You're worth more than even the most valuable pearl. You are worth the blood, sweat, and tears of God. You are worth God the Son enduring the sorrows a sinner deserves on earth and the torments he deserves in an eternity of hell. You may be costume jewelry to everyone else on earth. You may not be worth a second look by anyone else, but Jesus is overjoyed to have purchased you with holy precious blood and His innocent suffering and death, and God the Father considers it a good deal. We don't pay for something unless it's worth more to us than what we pay. Do you think God does differently? You, and you alone, are worth more to Him than His Son.

Bring out the new view that you are the buried treasure and the valuable pearl and Jesus is the One who does the buying. So then who lets down the net? Who is the one who directed the disciples where to fish in real life? Jesus. So Jesus directs His net of Word and Sacraments, the only way real fish are caught, be let down in all the world, among all nations. Each Sunday Jesus commands me, "Let down the net," and I head into Bible class then into Divine Service, and the net is deployed. And as whole nations were held accountable to the words of the prophets though they never even went to their cities, so all nations will be held accountable to my words.
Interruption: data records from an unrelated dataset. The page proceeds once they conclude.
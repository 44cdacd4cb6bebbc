//! XP and Level system
//!
//! Defines level thresholds, titles, and the progress-to-next-level math.

use serde::Serialize;

use crate::language::{Language, Localized};

/// Level definition
#[derive(Debug, Clone)]
pub struct Level {
    pub level: u32,
    pub xp_required: u32,
    pub title: Localized,
}

impl Level {
    pub fn title(&self, lang: Language) -> &'static str {
        self.title.get(lang)
    }
}

/// All level definitions (sorted by level, strictly increasing XP, first entry at 0 XP)
pub static LEVELS: &[Level] = &[
    Level {
        level: 1,
        xp_required: 0,
        title: Localized {
            en: "Little Seed",
            ru: "Семечко",
            uz: "Urug'cha",
        },
    },
    Level {
        level: 2,
        xp_required: 50,
        title: Localized {
            en: "Sprout",
            ru: "Росток",
            uz: "Nihol",
        },
    },
    Level {
        level: 3,
        xp_required: 120,
        title: Localized {
            en: "Sprout",
            ru: "Росток",
            uz: "Nihol",
        },
    },
    Level {
        level: 4,
        xp_required: 200,
        title: Localized {
            en: "Little Explorer",
            ru: "Юный исследователь",
            uz: "Kichik kashfiyotchi",
        },
    },
    Level {
        level: 5,
        xp_required: 300,
        title: Localized {
            en: "Little Explorer",
            ru: "Юный исследователь",
            uz: "Kichik kashfiyotchi",
        },
    },
    Level {
        level: 6,
        xp_required: 450,
        title: Localized {
            en: "Bright Star",
            ru: "Яркая звёздочка",
            uz: "Yorqin yulduzcha",
        },
    },
    Level {
        level: 7,
        xp_required: 650,
        title: Localized {
            en: "Bright Star",
            ru: "Яркая звёздочка",
            uz: "Yorqin yulduzcha",
        },
    },
    Level {
        level: 8,
        xp_required: 900,
        title: Localized {
            en: "Super Learner",
            ru: "Супер-ученик",
            uz: "Super o'quvchi",
        },
    },
    Level {
        level: 9,
        xp_required: 1200,
        title: Localized {
            en: "Super Learner",
            ru: "Супер-ученик",
            uz: "Super o'quvchi",
        },
    },
    Level {
        level: 10,
        xp_required: 1600,
        title: Localized {
            en: "Little Genius",
            ru: "Маленький гений",
            uz: "Kichik daho",
        },
    },
];

impl Level {
    /// Find the level reached with the given XP
    pub fn for_xp(xp: u32) -> &'static Level {
        LEVELS
            .iter()
            .rev()
            .find(|l| xp >= l.xp_required)
            .unwrap_or(&LEVELS[0])
    }

    /// Look up a level definition by number
    pub fn get(level: u32) -> Option<&'static Level> {
        LEVELS.iter().find(|l| l.level == level)
    }

    /// Get XP needed for next level (None if max level)
    pub fn xp_for_next(current_level: u32) -> Option<u32> {
        Self::get(current_level + 1).map(|l| l.xp_required)
    }

    pub fn max_level() -> u32 {
        LEVELS.last().map(|l| l.level).unwrap_or(1)
    }
}

/// Where the player stands inside their current level
#[derive(Debug, Clone, Copy, PartialEq, Serialize)]
pub struct LevelProgress {
    pub level: u32,
    /// XP earned since the current level's threshold
    pub points_into_level: u32,
    /// Width of the current level in XP (0 at max level)
    pub points_needed_for_level: u32,
    /// 0.0 - 100.0
    pub percentage: f32,
}

impl LevelProgress {
    pub fn new(experience: u32) -> Self {
        let current = Level::for_xp(experience);
        let points_into_level = experience - current.xp_required;

        match Level::xp_for_next(current.level) {
            Some(next) => {
                let width = next - current.xp_required;
                let percentage = if width == 0 {
                    100.0
                } else {
                    (points_into_level as f32 / width as f32 * 100.0).min(100.0)
                };
                Self {
                    level: current.level,
                    points_into_level,
                    points_needed_for_level: width,
                    percentage,
                }
            }
            // Max level: next threshold unreachable
            None => Self {
                level: current.level,
                points_into_level,
                points_needed_for_level: 0,
                percentage: 100.0,
            },
        }
    }

    pub fn is_max_level(&self) -> bool {
        self.level >= Level::max_level()
    }

    /// XP still missing before the next level (0 at max level)
    pub fn remaining(&self) -> u32 {
        self.points_needed_for_level
            .saturating_sub(self.points_into_level)
    }
}

#[cfg(test)]
mod tests {
    use super::*;

    #[test]
    fn test_level_table_is_well_formed() {
        assert_eq!(LEVELS[0].xp_required, 0);
        assert_eq!(LEVELS[0].level, 1);
        for pair in LEVELS.windows(2) {
            assert!(pair[0].xp_required < pair[1].xp_required);
            assert_eq!(pair[0].level + 1, pair[1].level);
        }
    }

    #[test]
    fn test_level_for_xp() {
        assert_eq!(Level::for_xp(0).level, 1);
        assert_eq!(Level::for_xp(49).level, 1);
        assert_eq!(Level::for_xp(50).level, 2);
        assert_eq!(Level::for_xp(119).level, 2);
        assert_eq!(Level::for_xp(120).level, 3);
        assert_eq!(Level::for_xp(1600).level, 10);
        assert_eq!(Level::for_xp(100_000).level, 10); // Beyond max
    }

    #[test]
    fn test_xp_for_next() {
        assert_eq!(Level::xp_for_next(1), Some(50));
        assert_eq!(Level::xp_for_next(9), Some(1600));
        assert_eq!(Level::xp_for_next(Level::max_level()), None);
    }

    #[test]
    fn test_level_progress_mid_level() {
        let progress = LevelProgress::new(85); // Between level 2 (50) and level 3 (120)
        assert_eq!(progress.level, 2);
        assert_eq!(progress.points_into_level, 35);
        assert_eq!(progress.points_needed_for_level, 70);
        assert!((progress.percentage - 50.0).abs() < 0.01);
        assert_eq!(progress.remaining(), 35);
    }

    #[test]
    fn test_level_progress_at_max_level() {
        let progress = LevelProgress::new(5000);
        assert_eq!(progress.level, 10);
        assert!(progress.is_max_level());
        assert_eq!(progress.points_needed_for_level, 0);
        assert_eq!(progress.percentage, 100.0);
        assert_eq!(progress.remaining(), 0);
    }

    #[test]
    fn test_titles_are_localized() {
        let level = Level::for_xp(0);
        assert_eq!(level.title(Language::En), "Little Seed");
        assert_eq!(level.title(Language::Ru), "Семечко");
    }
}
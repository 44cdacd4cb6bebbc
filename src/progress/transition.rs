//! Pure state transitions
//!
//! `PlayerProgress::apply` never touches storage or the clock. It returns the
//! next state together with the events the change produced, so the engine and
//! the tests can inspect both.

use super::badges::{Badge, BadgeId};
use super::checker::{check_game_badges, check_story_badges, check_streak_badges};
use super::clock::Moment;
use super::events::{BadgeAward, DailyRewardClaim, GamificationEvent, LevelUp};
use super::levels::Level;
use super::model::{ActivityKind, PlayerProgress};
use super::rewards::{score_fraction, DailyRewardSchedule, XpRewards};
use super::streaks::{day_string, StreakChange};

/// Something reported into the engine
#[derive(Debug, Clone, Copy, PartialEq, Eq)]
pub enum Action<'a> {
    AddExperience { amount: u32, reason: &'a str },
    AwardBadge { badge_id: &'a str },
    RecordVisit,
    ClaimDailyReward,
    GameCompleted { game_id: &'a str, score: u32, max_score: u32 },
    StoryRead { story_id: &'a str },
    Reset,
}

/// What the caller gets back besides the new state
#[derive(Debug, Clone, Copy, PartialEq, Eq)]
pub enum Outcome {
    Applied,
    Badge(BadgeAward),
    DailyReward(DailyRewardClaim),
}

/// New state plus the events produced on the way
#[derive(Debug, Clone)]
pub struct Transition {
    pub progress: PlayerProgress,
    pub events: Vec<GamificationEvent>,
    pub outcome: Outcome,
}

impl PlayerProgress {
    /// Compute the state after `action` happens at `moment`.
    pub fn apply(&self, action: Action<'_>, moment: Moment) -> Transition {
        let mut step = Step {
            progress: self.clone(),
            events: Vec::new(),
            moment,
        };

        let outcome = match action {
            Action::AddExperience { amount, reason } => {
                step.add_experience(amount, reason);
                Outcome::Applied
            }
            Action::AwardBadge { badge_id } => Outcome::Badge(step.award_badge_by_id(badge_id)),
            Action::RecordVisit => {
                step.record_visit();
                Outcome::Applied
            }
            Action::ClaimDailyReward => Outcome::DailyReward(step.claim_daily_reward()),
            Action::GameCompleted {
                game_id,
                score,
                max_score,
            } => {
                step.game_completed(game_id, score, max_score);
                Outcome::Applied
            }
            Action::StoryRead { story_id } => {
                step.story_read(story_id);
                Outcome::Applied
            }
            Action::Reset => {
                step.progress = PlayerProgress::default();
                Outcome::Applied
            }
        };

        Transition {
            progress: step.progress,
            events: step.events,
            outcome,
        }
    }
}

struct Step {
    progress: PlayerProgress,
    events: Vec<GamificationEvent>,
    moment: Moment,
}

impl Step {
    fn log(&mut self, kind: ActivityKind, payload: String) {
        self.progress.log_activity(kind, payload, self.moment.now);
    }

    fn add_experience(&mut self, amount: u32, reason: &str) {
        if amount == 0 {
            return;
        }

        let old_level = self.progress.level;
        self.progress.experience = self.progress.experience.saturating_add(amount);
        self.progress.level = Level::for_xp(self.progress.experience).level;

        self.log(ActivityKind::Experience, format!("+{} XP: {}", amount, reason));
        self.events.push(GamificationEvent::XpAwarded {
            amount,
            reason: reason.to_string(),
        });

        if self.progress.level > old_level {
            let new_level = self.progress.level;
            self.log(ActivityKind::LevelUp, format!("level {}", new_level));
            self.events.push(GamificationEvent::LevelUp(LevelUp {
                old_level,
                new_level,
            }));
        }
    }

    fn award_badge_by_id(&mut self, badge_id: &str) -> BadgeAward {
        match Badge::find(badge_id) {
            Some(badge) => self.award_badge(badge),
            None => BadgeAward::NotFound,
        }
    }

    fn award_badge(&mut self, badge: &'static Badge) -> BadgeAward {
        let id = badge.id.as_str();
        if self.progress.has_badge(id) {
            return BadgeAward::AlreadyHeld;
        }

        self.progress.unlocked_badges.push(id.to_string());
        self.log(ActivityKind::BadgeUnlocked, id.to_string());
        self.events.push(GamificationEvent::BadgeUnlocked(badge));
        self.add_experience(badge.xp_reward, &format!("badge {}", id));

        BadgeAward::Awarded
    }

    fn award_all(&mut self, ids: Vec<BadgeId>) {
        for id in ids {
            if let Some(badge) = Badge::get(id) {
                self.award_badge(badge);
            }
        }
    }

    fn record_visit(&mut self) {
        let today = self.moment.today;
        let change = StreakChange::evaluate(
            self.progress.last_active_date,
            today,
            self.progress.login_streak,
        );
        if !change.is_new_day() {
            return;
        }

        let streak = change.new_streak(self.progress.login_streak);
        self.progress.login_streak = streak;
        self.progress.best_streak = self.progress.best_streak.max(streak);
        self.progress.last_active_date = Some(today);
        self.progress.daily_reward_claimed_today = false;

        self.log(
            ActivityKind::Visit,
            format!("{} (streak {})", day_string(today), streak),
        );
        self.events
            .push(GamificationEvent::StreakExtended { days: streak });

        let newly = check_streak_badges(streak, &self.progress.unlocked_badges);
        self.award_all(newly);
    }

    fn claim_daily_reward(&mut self) -> DailyRewardClaim {
        if self.progress.daily_reward_claimed_today {
            return DailyRewardClaim::already_claimed();
        }

        let streak_day = DailyRewardSchedule::day_for_streak(self.progress.login_streak);
        let amount = DailyRewardSchedule::reward_for_streak(self.progress.login_streak);

        self.add_experience(amount, &format!("daily reward (day {})", streak_day));
        self.progress.daily_reward_claimed_today = true;
        self.events
            .push(GamificationEvent::DailyRewardGranted { streak_day, amount });

        DailyRewardClaim::granted(amount)
    }

    fn game_completed(&mut self, game_id: &str, score: u32, max_score: u32) {
        self.progress.games_completed = self.progress.games_completed.saturating_add(1);

        let percent = (score_fraction(score, max_score) * 100.0).round() as u32;
        let xp = XpRewards::for_game(score, max_score);
        self.add_experience(
            xp,
            &format!("game {} {}/{} ({}%)", game_id, score, max_score, percent),
        );

        if max_score > 0 && score == max_score {
            self.progress.perfect_score_count = self.progress.perfect_score_count.saturating_add(1);
        }

        let newly = check_game_badges(
            self.progress.games_completed,
            self.progress.perfect_score_count,
            &self.progress.unlocked_badges,
        );
        self.award_all(newly);
    }

    fn story_read(&mut self, story_id: &str) {
        if !self.progress.has_read(story_id) {
            self.progress.read_stories.push(story_id.to_string());
            self.progress.stories_read = self.progress.stories_read.saturating_add(1);
        }

        self.add_experience(XpRewards::STORY_READ, &format!("story {}", story_id));

        let newly = check_story_badges(self.progress.stories_read, &self.progress.unlocked_badges);
        self.award_all(newly);
    }
}

#[cfg(test)]
mod tests {
    use super::*;
    use chrono::NaiveDate;

    fn moment(day: u32) -> Moment {
        let today = NaiveDate::from_ymd_opt(2024, 6, day).unwrap();
        Moment {
            now: today.and_hms_opt(9, 30, 0).unwrap().and_utc(),
            today,
        }
    }

    fn count_level_ups(events: &[GamificationEvent]) -> usize {
        events
            .iter()
            .filter(|e| matches!(e, GamificationEvent::LevelUp(_)))
            .count()
    }

    #[test]
    fn test_apply_does_not_touch_original() {
        let progress = PlayerProgress::default();
        let next = progress.apply(
            Action::AddExperience {
                amount: 10,
                reason: "test",
            },
            moment(1),
        );
        assert_eq!(progress.experience, 0);
        assert_eq!(next.progress.experience, 10);
    }

    #[test]
    fn test_level_up_event_once_for_multi_level_jump() {
        let next = PlayerProgress::default().apply(
            Action::AddExperience {
                amount: 250,
                reason: "big",
            },
            moment(1),
        );
        assert_eq!(next.progress.level, 4);
        assert_eq!(count_level_ups(&next.events), 1);
        match &next.events[1] {
            GamificationEvent::LevelUp(up) => {
                assert_eq!(up.old_level, 1);
                assert_eq!(up.new_level, 4);
            }
            other => panic!("unexpected event {:?}", other),
        }
        assert_eq!(next.progress.activity_log[0].kind, ActivityKind::LevelUp);
    }

    #[test]
    fn test_zero_experience_is_a_no_op() {
        let progress = PlayerProgress::default();
        let next = progress.apply(
            Action::AddExperience {
                amount: 0,
                reason: "nothing",
            },
            moment(1),
        );
        assert_eq!(next.progress, progress);
        assert!(next.events.is_empty());
    }

    #[test]
    fn test_badge_unknown_and_duplicate() {
        let progress = PlayerProgress::default();
        let unknown = progress.apply(Action::AwardBadge { badge_id: "dragon" }, moment(1));
        assert_eq!(unknown.outcome, Outcome::Badge(BadgeAward::NotFound));
        assert_eq!(unknown.progress, progress);

        let first = progress.apply(Action::AwardBadge { badge_id: "streak_3" }, moment(1));
        assert_eq!(first.outcome, Outcome::Badge(BadgeAward::Awarded));
        assert_eq!(first.progress.experience, 15);

        let second = first
            .progress
            .apply(Action::AwardBadge { badge_id: "streak_3" }, moment(1));
        assert_eq!(second.outcome, Outcome::Badge(BadgeAward::AlreadyHeld));
        assert_eq!(second.progress, first.progress);
        assert!(second.events.is_empty());
    }

    #[test]
    fn test_badge_event_precedes_its_xp() {
        let next = PlayerProgress::default().apply(Action::AwardBadge { badge_id: "perfect_score" }, moment(1));
        assert!(matches!(next.events[0], GamificationEvent::BadgeUnlocked(b) if b.id.as_str() == "perfect_score"));
        assert!(matches!(next.events[1], GamificationEvent::XpAwarded { amount: 20, .. }));
        assert_eq!(next.progress.experience, 20);
    }

    #[test]
    fn test_zero_reward_badge_grants_no_xp() {
        let next = PlayerProgress::default().apply(Action::AwardBadge { badge_id: "first_game" }, moment(1));
        assert_eq!(next.outcome, Outcome::Badge(BadgeAward::Awarded));
        assert_eq!(next.events.len(), 1);
        assert!(matches!(next.events[0], GamificationEvent::BadgeUnlocked(_)));
        assert_eq!(next.progress.experience, 0);
    }

    #[test]
    fn test_visit_resets_daily_claim_on_new_day() {
        let mut progress = PlayerProgress::default();
        progress = progress.apply(Action::RecordVisit, moment(1)).progress;
        progress = progress.apply(Action::ClaimDailyReward, moment(1)).progress;
        assert!(progress.daily_reward_claimed_today);

        let same_day = progress.apply(Action::RecordVisit, moment(1));
        assert!(same_day.progress.daily_reward_claimed_today);
        assert!(same_day.events.is_empty());

        let next_day = progress.apply(Action::RecordVisit, moment(2));
        assert!(!next_day.progress.daily_reward_claimed_today);
        assert_eq!(next_day.progress.login_streak, 2);
    }

    #[test]
    fn test_daily_reward_uses_streak_day() {
        let progress = PlayerProgress {
            login_streak: 3,
            ..Default::default()
        };
        let next = progress.apply(Action::ClaimDailyReward, moment(3));
        assert_eq!(next.outcome, Outcome::DailyReward(DailyRewardClaim::granted(20)));
        assert_eq!(next.progress.experience, 20);
        assert!(next.events.iter().any(|e| matches!(
            e,
            GamificationEvent::DailyRewardGranted {
                streak_day: 3,
                amount: 20
            }
        )));
    }

    #[test]
    fn test_repeated_story_counts_once() {
        let mut progress = PlayerProgress::default();
        for _ in 0..3 {
            progress = progress
                .apply(Action::StoryRead { story_id: "kolobok" }, moment(1))
                .progress;
        }
        assert_eq!(progress.stories_read, 1);
        assert_eq!(progress.experience, 3 * XpRewards::STORY_READ);
    }

    #[test]
    fn test_reset_returns_defaults() {
        let progress = PlayerProgress {
            experience: 900,
            level: 8,
            games_completed: 12,
            ..Default::default()
        };
        let next = progress.apply(Action::Reset, moment(1));
        assert_eq!(next.progress, PlayerProgress::default());
    }
}
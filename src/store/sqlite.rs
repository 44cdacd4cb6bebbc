//! SQLite progress store
//!
//! A small key-value table; each profile's record lives under its own key.

use std::path::Path;

use chrono::Utc;
use rusqlite::{Connection, OptionalExtension};

use super::{decode, encode, storage_key, ProgressStore, StoreError};
use crate::progress::PlayerProgress;

const SCHEMA_SQL: &str = r#"
CREATE TABLE IF NOT EXISTS schema_version (
    version INTEGER PRIMARY KEY
);

CREATE TABLE IF NOT EXISTS kv_store (
    key TEXT PRIMARY KEY,
    value TEXT NOT NULL,
    updated_at INTEGER NOT NULL
);
"#;

const SCHEMA_VERSION: i32 = 1;

/// Progress records in a SQLite database
pub struct SqliteStore {
    conn: Connection,
    key: String,
}

impl SqliteStore {
    /// Open or create the database at a specific path
    pub fn open(path: &Path, profile: &str) -> Result<Self, StoreError> {
        if let Some(parent) = path.parent() {
            std::fs::create_dir_all(parent)?;
        }

        let conn = Connection::open(path)?;
        conn.pragma_update(None, "journal_mode", "WAL")?;
        conn.pragma_update(None, "synchronous", "NORMAL")?;
        Self::with_connection(conn, profile)
    }

    /// In-memory database, mostly for tests
    pub fn open_in_memory(profile: &str) -> Result<Self, StoreError> {
        Self::with_connection(Connection::open_in_memory()?, profile)
    }

    fn with_connection(conn: Connection, profile: &str) -> Result<Self, StoreError> {
        let store = Self {
            conn,
            key: storage_key(profile),
        };
        store.init_schema()?;
        Ok(store)
    }

    fn init_schema(&self) -> Result<(), StoreError> {
        self.conn.execute_batch(SCHEMA_SQL)?;

        let version: i32 = self
            .conn
            .query_row(
                "SELECT COALESCE(MAX(version), 0) FROM schema_version",
                [],
                |r| r.get(0),
            )
            .unwrap_or(0);

        if version < SCHEMA_VERSION {
            self.conn.execute(
                "INSERT OR REPLACE INTO schema_version VALUES (?1)",
                [SCHEMA_VERSION],
            )?;
        }
        Ok(())
    }
}

impl ProgressStore for SqliteStore {
    fn load(&self) -> Result<Option<PlayerProgress>, StoreError> {
        let raw: Option<String> = self
            .conn
            .query_row(
                "SELECT value FROM kv_store WHERE key = ?1",
                [&self.key],
                |r| r.get(0),
            )
            .optional()?;
        raw.map(|raw| decode(&raw)).transpose()
    }

    fn save(&mut self, progress: &PlayerProgress) -> Result<(), StoreError> {
        let raw = encode(progress)?;
        let now = Utc::now().timestamp_millis();
        self.conn.execute(
            r#"
            INSERT INTO kv_store (key, value, updated_at) VALUES (?1, ?2, ?3)
            ON CONFLICT(key) DO UPDATE SET value = ?2, updated_at = ?3
            "#,
            (&self.key, &raw, now),
        )?;
        Ok(())
    }

    fn clear(&mut self) -> Result<(), StoreError> {
        self.conn
            .execute("DELETE FROM kv_store WHERE key = ?1", [&self.key])?;
        Ok(())
    }
}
Each Sunday I'm commanded to let down the net of the Gospel of forgiveness of sins for Jesus' sake; each Sunday I'm commanded to let down the net of the Body and Blood of Jesus on earth for the forgiveness of sins. God would that one and all would swim into the net; one and all believe that it is their sins that Jesus is here to forgive. But even though not all, not even most believe, the net is let down for ones like you.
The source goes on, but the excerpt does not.